Re: Adjusting hash join memory limit to handle batch explosion

From: Melanie Plageman <melanieplageman(at)gmail(dot)com>
To: Tomas Vondra <tomas(at)vondra(dot)me>
Cc: PostgreSQL Hackers <pgsql-hackers(at)postgresql(dot)org>
Subject: Re: Adjusting hash join memory limit to handle batch explosion
Date: 2025-01-09 20:42:54
Message-ID: CAAKRu_bYZvc3gHa+PnE2BTwbu1xX3MgyG+99-MZh7Rg5QyOEEA@mail.gmail.com
Views: Raw Message | Whole Thread | Download mbox | Resend email
Thread:
Lists: pgsql-hackers

On Tue, Dec 31, 2024 at 6:07 PM Tomas Vondra <tomas(at)vondra(dot)me> wrote:
>
> This means that ultimately it's either (1) or (3), and the more I've
> been looking into this the more I prefer (1), for a couple reasons:
>
> * It's much simpler (it doesn't really change anything on the basic
> behavior, doesn't introduce any new files or anything like that.
>
> * There doesn't seem to be major difference in total memory consumption
> between the two approaches.
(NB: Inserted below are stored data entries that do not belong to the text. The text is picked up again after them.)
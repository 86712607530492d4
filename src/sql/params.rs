//! Convert serde_json::Value to types that sqlx can bind.

use serde_json::Value;
use sqlx::encode::{Encode, IsNull};
use sqlx::postgres::{PgTypeInfo, Postgres};
use sqlx::{Database, Type};

/// A value bound to a PostgreSQL parameter. Each variant reports its own wire type;
/// the statement casts the parameter to the column's type (`$n::<type>`).
#[derive(Clone, Debug, PartialEq)]
pub enum PgBindValue {
    Null,
    Bool(bool),
    I64(i64),
    F64(f64),
    String(String),
    Json(Value),
}

impl From<&Value> for PgBindValue {
    fn from(v: &Value) -> Self {
        match v {
            Value::Null => PgBindValue::Null,
            Value::Bool(b) => PgBindValue::Bool(*b),
            Value::Number(n) => {
                if let Some(i) = n.as_i64() {
                    PgBindValue::I64(i)
                } else if let Some(f) = n.as_f64() {
                    PgBindValue::F64(f)
                } else {
                    // u64 beyond i64::MAX; let the server parse it
                    PgBindValue::String(n.to_string())
                }
            }
            Value::String(s) => PgBindValue::String(s.clone()),
            Value::Array(_) | Value::Object(_) => PgBindValue::Json(v.clone()),
        }
    }
}

impl PgBindValue {
    fn pg_type(&self) -> PgTypeInfo {
        match self {
            PgBindValue::Null | PgBindValue::String(_) => <String as Type<Postgres>>::type_info(),
            PgBindValue::Bool(_) => <bool as Type<Postgres>>::type_info(),
            PgBindValue::I64(_) => <i64 as Type<Postgres>>::type_info(),
            PgBindValue::F64(_) => <f64 as Type<Postgres>>::type_info(),
            PgBindValue::Json(_) => <Value as Type<Postgres>>::type_info(),
        }
    }
}

impl<'q> Encode<'q, Postgres> for PgBindValue {
    fn encode_by_ref(
        &self,
        buf: &mut <Postgres as Database>::ArgumentBuffer<'q>,
    ) -> Result<IsNull, Box<dyn std::error::Error + Send + Sync>> {
        Ok(match self {
            PgBindValue::Null => IsNull::Yes,
            PgBindValue::Bool(b) => <bool as Encode<Postgres>>::encode_by_ref(b, buf)?,
            PgBindValue::I64(n) => <i64 as Encode<Postgres>>::encode_by_ref(n, buf)?,
            PgBindValue::F64(n) => <f64 as Encode<Postgres>>::encode_by_ref(n, buf)?,
            PgBindValue::String(s) => {
                let s_ref: &str = s.as_str();
                <&str as Encode<Postgres>>::encode_by_ref(&s_ref, buf)?
            }
            PgBindValue::Json(v) => <serde_json::Value as Encode<Postgres>>::encode_by_ref(v, buf)?,
        })
    }

    fn produces(&self) -> Option<PgTypeInfo> {
        Some(self.pg_type())
    }
}

impl Type<Postgres> for PgBindValue {
    fn type_info() -> PgTypeInfo {
        <String as Type<Postgres>>::type_info()
    }
}
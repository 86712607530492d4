//! Schema cache handlers: list tables, describe one, refresh from the database.

use crate::error::AppError;
use crate::response::{success_many, success_one_ok};
use crate::state::AppState;
use axum::{
    extract::{Path, State},
    response::IntoResponse,
};

pub async fn list_tables(State(state): State<AppState>) -> impl IntoResponse {
    success_many(state.registry().table_names())
}

pub async fn describe_table(
    State(state): State<AppState>,
    Path(table): Path<String>,
) -> Result<impl IntoResponse, AppError> {
    let def = state.registry().lookup(&table).ok_or(AppError::NotFound(table))?;
    Ok(success_one_ok(def.as_ref().clone()))
}

pub async fn refresh(State(state): State<AppState>) -> Result<impl IntoResponse, AppError> {
    let count = state.registry().refresh(state.pool()).await?;
    Ok(success_one_ok(serde_json::json!({ "tables": count })))
}
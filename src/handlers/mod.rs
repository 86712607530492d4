//! HTTP handlers for table CRUD and the schema cache.

pub mod schema;
pub mod tables;
//! Table CRUD handlers: list, insert, find, update, delete by table and key column.

use crate::error::AppError;
use crate::outcome::Outcome;
use crate::record::Record;
use crate::response::{success_affected, success_many, success_one, success_one_ok};
use crate::schema::{ColumnKind, SchemaRegistry};
use crate::state::AppState;
use axum::{
    extract::{Path, State},
    response::IntoResponse,
    Json,
};
use serde_json::Value;

fn body_to_record(value: Value) -> Result<Record, AppError> {
    match value {
        Value::Object(m) => Ok(m),
        _ => Err(AppError::BadRequest("body must be a JSON object".into())),
    }
}

/// Typed JSON value for a key taken from the URL path.
/// Columns without a matching JSON shape are sent as text and cast by the database.
fn path_value_for_column(registry: &SchemaRegistry, table: &str, column: &str, raw: &str) -> Result<Value, AppError> {
    let kind = registry
        .lookup(table)
        .and_then(|t| t.column(column).map(|c| c.kind))
        .unwrap_or(ColumnKind::Text);
    Ok(match kind {
        ColumnKind::SmallInt | ColumnKind::Int | ColumnKind::BigInt => {
            let n: i64 = raw
                .parse()
                .map_err(|_| AppError::BadRequest(format!("invalid integer for {}: {}", column, raw)))?;
            Value::Number(n.into())
        }
        ColumnKind::Uuid => {
            let u = uuid::Uuid::parse_str(raw).map_err(|_| AppError::BadRequest("invalid uuid".into()))?;
            Value::String(u.to_string())
        }
        ColumnKind::Bool if raw.eq_ignore_ascii_case("true") => Value::Bool(true),
        ColumnKind::Bool if raw.eq_ignore_ascii_case("false") => Value::Bool(false),
        _ => Value::String(raw.to_string()),
    })
}

fn found<T>(outcome: Outcome<T>, what: impl FnOnce() -> String) -> Result<T, AppError> {
    match outcome {
        Outcome::Found(v) => Ok(v),
        Outcome::NotFound => Err(AppError::NotFound(what())),
        Outcome::Failed(e) => Err(e.into()),
    }
}

pub async fn list(
    State(state): State<AppState>,
    Path(table): Path<String>,
) -> Result<impl IntoResponse, AppError> {
    let rows = found(state.accessor.list_all(&table).await, || table.clone())?;
    Ok(success_many(rows))
}

pub async fn insert(
    State(state): State<AppState>,
    Path(table): Path<String>,
    Json(body): Json<Value>,
) -> Result<impl IntoResponse, AppError> {
    let data = body_to_record(body)?;
    let key = found(state.accessor.insert(&table, &data).await, || table.clone())?;
    Ok(success_one(key))
}

pub async fn find(
    State(state): State<AppState>,
    Path((table, column, raw)): Path<(String, String, String)>,
) -> Result<impl IntoResponse, AppError> {
    let key = path_value_for_column(state.registry(), &table, &column, &raw)?;
    let row = found(state.accessor.find_by_key(&table, &column, &key).await, || {
        format!("{} where {} = {}", table, column, raw)
    })?;
    Ok(success_one_ok(row))
}

pub async fn update(
    State(state): State<AppState>,
    Path((table, column, raw)): Path<(String, String, String)>,
    Json(body): Json<Value>,
) -> Result<impl IntoResponse, AppError> {
    let key = path_value_for_column(state.registry(), &table, &column, &raw)?;
    let data = body_to_record(body)?;
    let n = found(state.accessor.update(&table, &column, &key, &data).await, || table.clone())?;
    Ok(success_affected(n))
}

pub async fn delete(
    State(state): State<AppState>,
    Path((table, column, raw)): Path<(String, String, String)>,
) -> Result<impl IntoResponse, AppError> {
    let key = path_value_for_column(state.registry(), &table, &column, &raw)?;
    let n = found(state.accessor.delete(&table, &column, &key).await, || table.clone())?;
    Ok(success_affected(n))
}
Both allow allocating more memory.
>
> * It actually helps with the "indivisible batch" case - it relaxes the
> limit, so there's a chance the batch eventually fits and we stop adding
> more and more batches. With spill files that's not the case - we still
> keep the original limit, and we end up with the batch explosion (but
> then we handle it much more efficiently).

Okay, I've read all the patches proposed in this mail and most of the
downthread ideas, and I want to cast my vote for option 1.
I find the design of 3 too complicated for what it buys us.

The slices make it harder to understand how the system works. The
current 1-1 relationship in master between batches and spill files is
easier to reason about. With the slices, I'm imagining trying to
understand why we, for example, have to move tuples from batch 4 just
because batch 5 got too big for the hashtable.

I think something like this might be worth it if it solved the problem
entirely, but if it is just a somewhat better coping mechanism, I
don't think it is worth it.

I was excited about your raw file experiment. As Robert and you point
out -- we may need a file per batch, but for most of the hash join's
execution we don't need to keep buffers for each batch around.
However, given that the experiment didn't yield great results and we
haven't come up with an alternative solution with sufficiently few
flaws, I'm still in favor of 1.

The part of 1 I struggled to understand is the math in
ExecHashExceededMemoryLimit(). I think the other email you sent with
the charts and diagonals is about choosing the optimal hashtable size
and number of batches (when to stop growing the number of batches and
just increase the size of the hashtable). So, I'll dive into that.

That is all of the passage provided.